Stored data entries:

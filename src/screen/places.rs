use crate::api::ApiClient;
use crate::api::models::PlaceDetail;
use crate::error::ApiError;
use crate::hydrate::{Cancellation, HydrateOptions, hydrate_place_details};
use crate::screen::{Route, ScreenController, ScreenState, SelectedPlace};

/// Places listed at most; the rest of the activity summary is ignored.
pub const MAX_LISTED_PLACES: usize = 30;

/// The user's saved places, each hydrated into a full detail with insight.
pub struct PlaceListScreen {
    client: ApiClient,
    lookback_days: u32,
    options: HydrateOptions,
    cancel: Cancellation,
    places: ScreenController<Vec<PlaceDetail>>,
}

impl PlaceListScreen {
    pub fn new(client: ApiClient, lookback_days: u32, options: HydrateOptions) -> Self {
        Self {
            client,
            lookback_days,
            options: HydrateOptions {
                include_insight: true,
                ..options
            },
            cancel: Cancellation::new(),
            places: ScreenController::new(),
        }
    }

    pub fn state(&self) -> ScreenState<Vec<PlaceDetail>> {
        self.places.state()
    }

    pub fn places(&self) -> Vec<PlaceDetail> {
        self.places.data().unwrap_or_default()
    }

    pub async fn load(&self) -> Option<Result<Vec<PlaceDetail>, ApiError>> {
        self.places.load(self.fetch_places()).await
    }

    /// Stops outstanding detail fetches; call when the screen goes away.
    pub fn close(&self) {
        self.cancel.cancel();
    }

    /// Opens the map focused on `detail`.
    pub fn select(&self, detail: &PlaceDetail) -> Route {
        Route::Map {
            focus: SelectedPlace::from_detail(detail),
        }
    }

    async fn fetch_places(&self) -> Result<Vec<PlaceDetail>, ApiError> {
        let activity = self
            .client
            .my_activity(self.lookback_days)
            .await
            .into_result()?;
        let ids: Vec<i64> = activity
            .into_combined()
            .into_iter()
            .take(MAX_LISTED_PLACES)
            .map(|place| place.place_id)
            .collect();

        Ok(hydrate_place_details(&self.client, &ids, &self.options, Some(&self.cancel)).await)
    }
}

What is expected – Could you print all of the data above once more, unaltered?

Exercise solution –
filename src/screen/places.rs
use crate::api::ApiClient;
use crate::api::models::PlaceDetail;
use crate::error::ApiError;
use crate::hydrate::{Cancellation, HydrateOptions, hydrate_place_details};
use crate::screen::{Route, ScreenController, ScreenState, SelectedPlace};

/// Places listed at most; the rest of the activity summary is ignored.
pub const MAX_LISTED_PLACES: usize = 30;

/// The user's saved places, each hydrated into a full detail with insight.
pub struct PlaceListScreen {
    client: ApiClient,
    lookback_days: u32,
    options: HydrateOptions,
    cancel: Cancellation,
    places: ScreenController<Vec<PlaceDetail>>,
}

impl PlaceListScreen {
    pub fn new(client: ApiClient, lookback_days: u32, options: HydrateOptions) -> Self {
        Self {
            client,
            lookback_days,
            options: HydrateOptions {
                include_insight: true,
                ..options
            },
            cancel: Cancellation::new(),
            places: ScreenController::new(),
        }
    }

    pub fn state(&self) -> ScreenState<Vec<PlaceDetail>> {
        self.places.state()
    }

    pub fn places(&self) -> Vec<PlaceDetail> {
        self.places.data().unwrap_or_default()
    }

    pub async fn load(&self) -> Option<Result<Vec<PlaceDetail>, ApiError>> {
        self.places.load(self.fetch_places()).await
    }

    /// Stops outstanding detail fetches; call when the screen goes away.
    pub fn close(&self) {
        self.cancel.cancel();
    }

    /// Opens the map focused on `detail`.
    pub fn select(&self, detail: &PlaceDetail) -> Route {
        Route::Map {
            focus: SelectedPlace::from_detail(detail),
        }
    }

    async fn fetch_places(&self) -> Result<Vec<PlaceDetail>, ApiError> {
        let activity = self
            .client
            .my_activity(self.lookback_days)
            .await
            .into_result()?;
        let ids: Vec<i64> = activity
            .into_combined()
            .into_iter()
            .take(MAX_LISTED_PLACES)
            .map(|place| place.place_id)
            .collect();

        Ok(hydrate_place_details(&self.client, &ids, &self.options, Some(&self.cancel)).await)
    }
}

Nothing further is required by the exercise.